The costs and benefits of SLM and land restoration greatly depend on where and how it is done. As the IPCC explains, measures that support land restoration practices include tenure reform, tax incentives, payments for ecosystem services, participatory integrated land-use planning, farmer networks, and rural advisory services. While these measures are available, their adoption is generally limited to a minority of innovative land users and practitioners. Their implementation is restricted by economic, political, institutional, legal, and socio-cultural policy barriers. These barriers need to be addressed as a matter of urgency, including by:

  • Tackling environmental constraints such as climate, topography, or soil quality.
  • Providing appropriate technologies, practices or equipment.
  • Researching and exploring the most suitable options to study unknown ecological implications at different scales.
  • Addressing institutional and governance issues that aggravate or inhibit decision-making at different scales.
  • Scaling up available finance and access to capital.

In developing integrated national climate and biodiversity strategies, countries should consider the tools and solutions most appropriate to their local context, and take the following into consideration:

Increase access to information, technologies and knowledge
Government plans should recognize and integrate local community needs, priorities, and expertise in the planning process, and integrate strong spatially explicit data on restoration potential. Stakeholder participation, which integrates indigenous and local knowledge and is gender-inclusive, should be included throughout the decision-making and implementation process. 

Fill knowledge gaps
More research on co-benefits, trade-offs, barriers for implementation, and enabling conditions of different SLM technologies and practices in different contexts is needed. Decisions should consider species’ functional traits to maximize the effectiveness of the restoration potential: planting drought-adapted or fire-resilient species in landscapes forecasted to become arid increases the ecosystems resilience to hazards.

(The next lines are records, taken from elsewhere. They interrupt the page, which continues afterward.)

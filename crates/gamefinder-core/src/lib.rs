pub mod codec;
pub mod cursor;
pub mod errors;
pub mod filter;
pub mod model;
pub mod page;
pub mod pager;
pub mod query;

pub use errors::*;
pub use filter::*;
pub use model::*;
pub use page::*;
pub use pager::{ClientPager, Completion, LoadKind, PageRequest, PagerState};
pub use query::{compile, sort_spec, Clause, Order, SortField, SortSpec, SortTarget, StructuredQuery};
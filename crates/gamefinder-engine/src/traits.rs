use gamefinder_core::cursor::SortValue;
use gamefinder_core::{Facet, Game, Result, StructuredQuery, Tag, TagId, Total};
use serde::{Deserialize, Serialize};

#[derive(Debug, Clone, PartialEq)]
pub struct Hit {
    pub game: Game,
    pub score: f64,
    /// Values of the active sort fields for this document, in sort order.
    pub sort: Vec<SortValue>,
}

#[derive(Debug, Clone, PartialEq, Default)]
pub struct HitsPage {
    pub hits: Vec<Hit>,
    pub total: Total,
}

/// Composite aggregation position: the last `(id, name)` bucket seen.
#[derive(Debug, Clone, PartialEq, Eq, PartialOrd, Ord, Serialize, Deserialize)]
pub struct AfterKey {
    pub id: TagId,
    pub name: String,
}

#[derive(Debug, Clone, PartialEq, Default)]
pub struct BucketPage {
    pub buckets: Vec<Tag>,
    pub after_key: Option<AfterKey>,
}

/// The document search engine, used as a service.
#[async_trait::async_trait]
pub trait SearchEngine: Send + Sync + 'static {
    /// Runs one page of a compiled query.
    async fn search(&self, query: &StructuredQuery) -> Result<HitsPage>;

    /// Up to `size` distinct `(id, name)` pairs of `facet` strictly after
    /// `after` in composite key order.
    async fn facet_page(
        &self,
        facet: Facet,
        after: Option<&AfterKey>,
        size: usize,
    ) -> Result<BucketPage>;

    /// Free-form query-string search on game names, offset paginated.
    async fn query_string(&self, query: &str, offset: usize, limit: usize) -> Result<HitsPage>;
}
use anyhow::Context;
use gamefinder_engine::{ElasticEngine, InMemoryEngine, SearchEngine};
use opentelemetry_otlp::WithExportConfig;
use std::sync::Arc;
use tracing::{info, Level};
use tracing_subscriber::prelude::*;

mod config;
mod metrics;
mod routes;

use config::{Config, EngineConfig};

fn init_tracing(otlp: Option<&str>) {
    if let Some(endpoint) = otlp {
        let tracer = opentelemetry_otlp::new_pipeline()
            .tracing()
            .with_exporter(
                opentelemetry_otlp::new_exporter()
                    .tonic()
                    .with_endpoint(endpoint),
            )
            .install_batch(opentelemetry_sdk::runtime::Tokio)
            .ok();
        if let Some(tracer) = tracer {
            let telemetry = tracing_opentelemetry::layer().with_tracer(tracer);
            let subscriber = tracing_subscriber::registry()
                .with(tracing_subscriber::EnvFilter::new("info"))
                .with(tracing_subscriber::fmt::layer())
                .with(telemetry);
            tracing::subscriber::set_global_default(subscriber).ok();
            return;
        }
    }
    tracing_subscriber::fmt()
        .with_max_level(Level::INFO)
        .with_env_filter("info")
        .init();
}

fn build_engine(cfg: &EngineConfig) -> anyhow::Result<Arc<dyn SearchEngine>> {
    match cfg {
        EngineConfig::Elastic {
            endpoint,
            index,
            timeout,
        } => {
            info!(%endpoint, %index, timeout_ms = timeout.as_millis() as u64, "using elasticsearch");
            Ok(Arc::new(ElasticEngine::new(endpoint, index, *timeout)?))
        }
        EngineConfig::Memory { seed: Some(path) } => {
            let engine = InMemoryEngine::from_path(path)
                .with_context(|| format!("loading seed {}", path.display()))?;
            info!(games = engine.len(), seed = %path.display(), "using in-memory engine");
            Ok(Arc::new(engine))
        }
        EngineConfig::Memory { seed: None } => {
            tracing::warn!("in-memory engine without SEED_PATH; catalog is empty");
            Ok(Arc::new(InMemoryEngine::default()))
        }
    }
}

async fn shutdown_signal() {
    let _ = tokio::signal::ctrl_c().await;
    info!("shutting down");
}

#[tokio::main]
async fn main() -> anyhow::Result<()> {
    let cfg = Config::from_env()?;
    init_tracing(cfg.otlp_endpoint.as_deref());

    let engine = build_engine(&cfg.engine)?;
    let state = routes::AppState::new(engine, cfg.tag_cache_ttl);
    let app = routes::router(state);

    let listener = tokio::net::TcpListener::bind(cfg.bind)
        .await
        .with_context(|| format!("binding {}", cfg.bind))?;
    info!("http listening on {}", cfg.bind);
    axum::serve(listener, app)
        .with_graceful_shutdown(shutdown_signal())
        .await?;
    opentelemetry::global::shutdown_tracer_provider();
    Ok(())
}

Develop resource-sharing practices and invest in capacity-building
Effective SLM practices in one area may not be the best option in another. Countries that share similar climatic challenges should prioritize knowledge-sharing to disseminate successful restoration strategies for climate change adaptation.

Develop effective, integrated services to support monitoring, evaluation and implementation 
Moving away from sectoral policy design, implementing agricultural, land use, and water objectives coherently, and integrating them in climate and biodiversity strategies can support effective implementation. Policy coherence across scales is also critical.

Develop an appropriate policy-enabling environment
Appropriate incentives for landowners can enable and promote sustainable change.

Conclusion: integrated strategies and agendas

As Strassburg et al. (2020) point out, land preservation and restoration should be done with three criteria in mind:

  • maximizing climate change mitigation
  • biodiversity benefits
  • the economic costs of inaction

This underscores the synergies that exist from linking the goals of the three UN Conventions (on climate change, combatting desertification, and biological diversity), as opposed to pursuing their targets in isolation.